BEGIN RECORDED INFORMATION
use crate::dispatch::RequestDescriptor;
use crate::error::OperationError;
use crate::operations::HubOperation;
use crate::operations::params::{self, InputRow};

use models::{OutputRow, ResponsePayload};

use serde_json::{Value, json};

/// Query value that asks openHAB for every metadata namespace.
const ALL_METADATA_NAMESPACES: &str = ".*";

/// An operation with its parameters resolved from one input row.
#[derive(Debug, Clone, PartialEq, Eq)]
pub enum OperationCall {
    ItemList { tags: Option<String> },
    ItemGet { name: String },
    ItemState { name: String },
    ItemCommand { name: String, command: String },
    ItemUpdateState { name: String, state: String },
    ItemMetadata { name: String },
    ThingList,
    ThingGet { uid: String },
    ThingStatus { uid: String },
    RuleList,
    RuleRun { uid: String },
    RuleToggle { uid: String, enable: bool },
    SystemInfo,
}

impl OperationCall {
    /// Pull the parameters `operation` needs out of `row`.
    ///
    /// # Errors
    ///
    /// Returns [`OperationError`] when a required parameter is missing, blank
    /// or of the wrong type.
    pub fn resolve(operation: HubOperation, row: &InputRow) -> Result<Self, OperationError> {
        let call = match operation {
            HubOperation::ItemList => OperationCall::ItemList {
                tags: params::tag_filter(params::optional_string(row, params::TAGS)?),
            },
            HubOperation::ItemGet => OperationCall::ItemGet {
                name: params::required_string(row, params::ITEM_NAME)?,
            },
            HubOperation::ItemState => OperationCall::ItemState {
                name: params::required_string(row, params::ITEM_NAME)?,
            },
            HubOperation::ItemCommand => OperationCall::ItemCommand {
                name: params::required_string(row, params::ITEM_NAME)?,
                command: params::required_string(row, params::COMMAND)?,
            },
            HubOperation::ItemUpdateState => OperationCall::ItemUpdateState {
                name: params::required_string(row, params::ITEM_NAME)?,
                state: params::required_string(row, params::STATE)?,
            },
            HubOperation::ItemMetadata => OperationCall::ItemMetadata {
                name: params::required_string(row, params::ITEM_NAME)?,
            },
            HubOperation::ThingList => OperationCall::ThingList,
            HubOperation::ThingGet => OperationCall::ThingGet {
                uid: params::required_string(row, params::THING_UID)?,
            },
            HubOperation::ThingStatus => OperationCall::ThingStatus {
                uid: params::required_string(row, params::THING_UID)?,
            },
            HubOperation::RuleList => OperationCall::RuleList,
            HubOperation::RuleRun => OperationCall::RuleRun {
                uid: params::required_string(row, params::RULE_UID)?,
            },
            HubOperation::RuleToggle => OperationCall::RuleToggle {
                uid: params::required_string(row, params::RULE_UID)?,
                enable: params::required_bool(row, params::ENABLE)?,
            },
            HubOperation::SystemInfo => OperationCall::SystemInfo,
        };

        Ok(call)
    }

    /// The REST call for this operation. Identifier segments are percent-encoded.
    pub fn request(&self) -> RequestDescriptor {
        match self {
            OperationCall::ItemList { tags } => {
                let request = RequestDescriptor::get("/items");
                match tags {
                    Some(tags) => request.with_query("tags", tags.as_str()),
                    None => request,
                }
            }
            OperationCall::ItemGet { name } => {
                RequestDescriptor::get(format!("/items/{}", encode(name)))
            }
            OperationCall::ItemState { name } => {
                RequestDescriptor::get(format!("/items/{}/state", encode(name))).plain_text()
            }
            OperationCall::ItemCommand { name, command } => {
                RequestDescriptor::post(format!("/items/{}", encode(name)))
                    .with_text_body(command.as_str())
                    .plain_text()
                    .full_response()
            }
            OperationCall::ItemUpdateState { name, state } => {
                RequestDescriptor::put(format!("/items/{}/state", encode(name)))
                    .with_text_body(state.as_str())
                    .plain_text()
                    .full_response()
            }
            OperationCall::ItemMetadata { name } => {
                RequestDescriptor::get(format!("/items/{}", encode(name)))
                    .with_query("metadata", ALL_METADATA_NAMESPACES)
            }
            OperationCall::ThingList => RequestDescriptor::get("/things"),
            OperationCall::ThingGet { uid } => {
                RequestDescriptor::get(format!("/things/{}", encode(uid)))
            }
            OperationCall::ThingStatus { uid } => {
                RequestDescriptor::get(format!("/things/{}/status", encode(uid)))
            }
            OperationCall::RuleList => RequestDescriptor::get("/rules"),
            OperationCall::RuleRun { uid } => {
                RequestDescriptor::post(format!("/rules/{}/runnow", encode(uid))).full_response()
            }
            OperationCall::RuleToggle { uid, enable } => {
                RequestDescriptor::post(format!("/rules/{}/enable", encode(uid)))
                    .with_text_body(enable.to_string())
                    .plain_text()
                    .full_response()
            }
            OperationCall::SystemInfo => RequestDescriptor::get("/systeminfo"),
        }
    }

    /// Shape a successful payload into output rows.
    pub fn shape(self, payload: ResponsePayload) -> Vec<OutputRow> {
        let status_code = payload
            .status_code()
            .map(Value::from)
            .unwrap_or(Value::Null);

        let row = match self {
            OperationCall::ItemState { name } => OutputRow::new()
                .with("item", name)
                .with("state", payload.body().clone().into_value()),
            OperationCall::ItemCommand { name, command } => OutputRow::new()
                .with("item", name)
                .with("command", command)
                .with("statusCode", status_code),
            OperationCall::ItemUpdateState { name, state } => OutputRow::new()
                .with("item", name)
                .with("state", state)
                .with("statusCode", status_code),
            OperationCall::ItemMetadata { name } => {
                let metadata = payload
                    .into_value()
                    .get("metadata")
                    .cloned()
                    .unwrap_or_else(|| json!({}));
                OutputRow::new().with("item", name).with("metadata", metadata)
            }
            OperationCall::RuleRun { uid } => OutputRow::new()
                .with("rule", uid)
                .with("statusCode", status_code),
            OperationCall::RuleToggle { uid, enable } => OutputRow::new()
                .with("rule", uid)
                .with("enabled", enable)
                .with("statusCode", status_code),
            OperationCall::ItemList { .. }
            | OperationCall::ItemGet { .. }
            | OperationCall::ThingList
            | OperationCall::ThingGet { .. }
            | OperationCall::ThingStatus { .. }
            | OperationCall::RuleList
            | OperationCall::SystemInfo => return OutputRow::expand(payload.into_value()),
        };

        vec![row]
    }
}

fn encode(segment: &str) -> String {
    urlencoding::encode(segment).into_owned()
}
END RECORDED INFORMATION
BEGIN RECORDED INFORMATION
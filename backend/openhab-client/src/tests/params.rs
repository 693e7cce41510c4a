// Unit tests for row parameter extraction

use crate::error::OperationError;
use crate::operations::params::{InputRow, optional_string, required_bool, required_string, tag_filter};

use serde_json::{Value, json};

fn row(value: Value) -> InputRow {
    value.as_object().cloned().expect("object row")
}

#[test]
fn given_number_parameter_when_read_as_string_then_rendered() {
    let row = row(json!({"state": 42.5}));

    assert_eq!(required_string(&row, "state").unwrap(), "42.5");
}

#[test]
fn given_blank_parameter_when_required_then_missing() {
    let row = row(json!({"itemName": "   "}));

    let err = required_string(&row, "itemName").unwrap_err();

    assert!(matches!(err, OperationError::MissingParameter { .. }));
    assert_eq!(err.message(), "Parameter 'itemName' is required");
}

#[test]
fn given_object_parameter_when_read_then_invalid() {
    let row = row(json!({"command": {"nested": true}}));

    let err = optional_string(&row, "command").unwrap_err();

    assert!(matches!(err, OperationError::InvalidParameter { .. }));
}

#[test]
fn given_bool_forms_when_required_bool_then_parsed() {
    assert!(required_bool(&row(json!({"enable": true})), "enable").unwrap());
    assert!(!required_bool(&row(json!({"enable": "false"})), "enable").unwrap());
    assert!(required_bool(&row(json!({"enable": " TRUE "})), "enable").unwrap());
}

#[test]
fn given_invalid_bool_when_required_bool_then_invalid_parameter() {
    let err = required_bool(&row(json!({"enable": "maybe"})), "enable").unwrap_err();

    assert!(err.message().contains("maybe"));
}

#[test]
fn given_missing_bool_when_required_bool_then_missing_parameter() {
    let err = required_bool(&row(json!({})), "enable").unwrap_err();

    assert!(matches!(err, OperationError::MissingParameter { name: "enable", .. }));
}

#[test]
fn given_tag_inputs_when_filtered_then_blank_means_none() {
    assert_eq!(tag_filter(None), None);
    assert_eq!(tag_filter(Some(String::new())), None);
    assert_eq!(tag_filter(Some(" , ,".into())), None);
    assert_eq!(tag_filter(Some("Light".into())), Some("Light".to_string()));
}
END RECORDED INFORMATION
BEGIN RECORDED INFORMATION
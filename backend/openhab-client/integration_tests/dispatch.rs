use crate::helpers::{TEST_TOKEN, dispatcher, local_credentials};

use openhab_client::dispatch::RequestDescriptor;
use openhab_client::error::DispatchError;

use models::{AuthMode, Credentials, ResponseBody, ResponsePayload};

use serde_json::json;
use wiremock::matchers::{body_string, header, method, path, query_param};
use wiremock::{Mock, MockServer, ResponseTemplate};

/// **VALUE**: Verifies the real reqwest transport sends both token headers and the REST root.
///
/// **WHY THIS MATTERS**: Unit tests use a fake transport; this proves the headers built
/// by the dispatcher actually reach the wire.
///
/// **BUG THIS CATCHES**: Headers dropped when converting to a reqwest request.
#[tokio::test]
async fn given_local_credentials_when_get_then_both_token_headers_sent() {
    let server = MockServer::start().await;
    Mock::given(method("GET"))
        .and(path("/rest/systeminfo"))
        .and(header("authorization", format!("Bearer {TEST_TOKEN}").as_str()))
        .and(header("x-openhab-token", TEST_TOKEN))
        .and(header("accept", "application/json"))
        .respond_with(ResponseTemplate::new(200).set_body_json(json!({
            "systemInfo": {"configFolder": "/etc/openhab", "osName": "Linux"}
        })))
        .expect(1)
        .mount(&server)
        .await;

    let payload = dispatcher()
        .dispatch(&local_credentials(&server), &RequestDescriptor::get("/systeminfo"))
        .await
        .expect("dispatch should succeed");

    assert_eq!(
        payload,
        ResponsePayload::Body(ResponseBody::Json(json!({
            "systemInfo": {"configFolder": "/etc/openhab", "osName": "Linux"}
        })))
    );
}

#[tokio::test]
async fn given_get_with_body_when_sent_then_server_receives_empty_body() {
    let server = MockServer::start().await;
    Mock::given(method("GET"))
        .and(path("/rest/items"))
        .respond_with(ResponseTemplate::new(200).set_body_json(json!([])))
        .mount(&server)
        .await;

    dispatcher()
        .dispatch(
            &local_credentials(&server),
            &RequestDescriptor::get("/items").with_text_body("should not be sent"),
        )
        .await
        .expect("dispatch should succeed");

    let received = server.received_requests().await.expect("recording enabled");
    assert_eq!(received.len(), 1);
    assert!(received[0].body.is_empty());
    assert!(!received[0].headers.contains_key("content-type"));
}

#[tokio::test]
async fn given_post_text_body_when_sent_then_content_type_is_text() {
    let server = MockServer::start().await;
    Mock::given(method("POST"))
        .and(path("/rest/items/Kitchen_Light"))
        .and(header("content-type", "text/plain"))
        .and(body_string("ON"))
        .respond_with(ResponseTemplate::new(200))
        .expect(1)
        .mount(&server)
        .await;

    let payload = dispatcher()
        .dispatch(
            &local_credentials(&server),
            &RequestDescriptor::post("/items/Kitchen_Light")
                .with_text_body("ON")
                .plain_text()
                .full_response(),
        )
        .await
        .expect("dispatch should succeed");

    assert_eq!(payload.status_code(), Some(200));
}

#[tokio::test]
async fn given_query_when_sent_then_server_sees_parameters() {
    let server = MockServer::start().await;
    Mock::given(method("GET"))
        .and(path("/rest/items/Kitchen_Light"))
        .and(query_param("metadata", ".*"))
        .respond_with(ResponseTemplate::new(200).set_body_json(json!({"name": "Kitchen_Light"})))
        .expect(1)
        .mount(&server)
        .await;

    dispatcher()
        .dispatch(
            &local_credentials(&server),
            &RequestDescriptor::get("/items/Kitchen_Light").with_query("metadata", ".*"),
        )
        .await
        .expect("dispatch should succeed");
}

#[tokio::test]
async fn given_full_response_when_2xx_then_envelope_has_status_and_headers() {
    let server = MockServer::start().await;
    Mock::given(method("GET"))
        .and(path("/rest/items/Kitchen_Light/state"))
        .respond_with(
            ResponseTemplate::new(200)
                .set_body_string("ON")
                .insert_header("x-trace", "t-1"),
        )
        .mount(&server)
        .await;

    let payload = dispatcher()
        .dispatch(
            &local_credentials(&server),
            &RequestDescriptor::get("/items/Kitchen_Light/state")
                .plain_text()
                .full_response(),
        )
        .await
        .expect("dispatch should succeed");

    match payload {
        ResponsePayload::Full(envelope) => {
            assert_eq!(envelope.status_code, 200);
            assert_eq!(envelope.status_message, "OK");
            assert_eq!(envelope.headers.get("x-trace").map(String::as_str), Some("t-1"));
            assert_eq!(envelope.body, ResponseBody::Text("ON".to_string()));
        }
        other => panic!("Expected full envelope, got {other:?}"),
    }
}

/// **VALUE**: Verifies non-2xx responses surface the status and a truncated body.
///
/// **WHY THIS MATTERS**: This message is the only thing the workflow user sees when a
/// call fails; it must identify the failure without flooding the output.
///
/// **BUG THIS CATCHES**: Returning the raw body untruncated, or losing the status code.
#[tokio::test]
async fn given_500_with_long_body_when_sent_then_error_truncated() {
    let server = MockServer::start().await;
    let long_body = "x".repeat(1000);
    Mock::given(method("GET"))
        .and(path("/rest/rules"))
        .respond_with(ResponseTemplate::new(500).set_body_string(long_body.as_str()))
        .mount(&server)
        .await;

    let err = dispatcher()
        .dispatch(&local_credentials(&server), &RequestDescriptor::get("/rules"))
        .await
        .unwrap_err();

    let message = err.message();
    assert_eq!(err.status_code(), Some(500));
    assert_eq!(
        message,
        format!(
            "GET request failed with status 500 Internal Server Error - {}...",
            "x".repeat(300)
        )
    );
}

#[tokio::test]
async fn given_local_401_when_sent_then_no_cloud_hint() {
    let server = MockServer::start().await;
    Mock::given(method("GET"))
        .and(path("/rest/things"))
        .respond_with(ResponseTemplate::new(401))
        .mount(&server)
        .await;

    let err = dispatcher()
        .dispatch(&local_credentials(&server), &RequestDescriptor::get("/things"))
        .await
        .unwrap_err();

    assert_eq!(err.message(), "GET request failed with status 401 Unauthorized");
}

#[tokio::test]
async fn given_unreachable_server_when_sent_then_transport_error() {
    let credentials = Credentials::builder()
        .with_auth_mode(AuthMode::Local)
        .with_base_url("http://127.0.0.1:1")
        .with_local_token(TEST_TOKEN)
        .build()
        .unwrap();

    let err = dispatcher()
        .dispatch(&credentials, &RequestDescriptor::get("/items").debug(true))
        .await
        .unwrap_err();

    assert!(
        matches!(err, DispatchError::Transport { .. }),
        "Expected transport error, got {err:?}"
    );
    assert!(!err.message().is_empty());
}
END RECORDED INFORMATION
Could you return all lines from the records that include the word "failed"?

            "GET request failed with status 500 Internal Server Error - {}...",
    assert_eq!(err.message(), "GET request failed with status 401 Unauthorized");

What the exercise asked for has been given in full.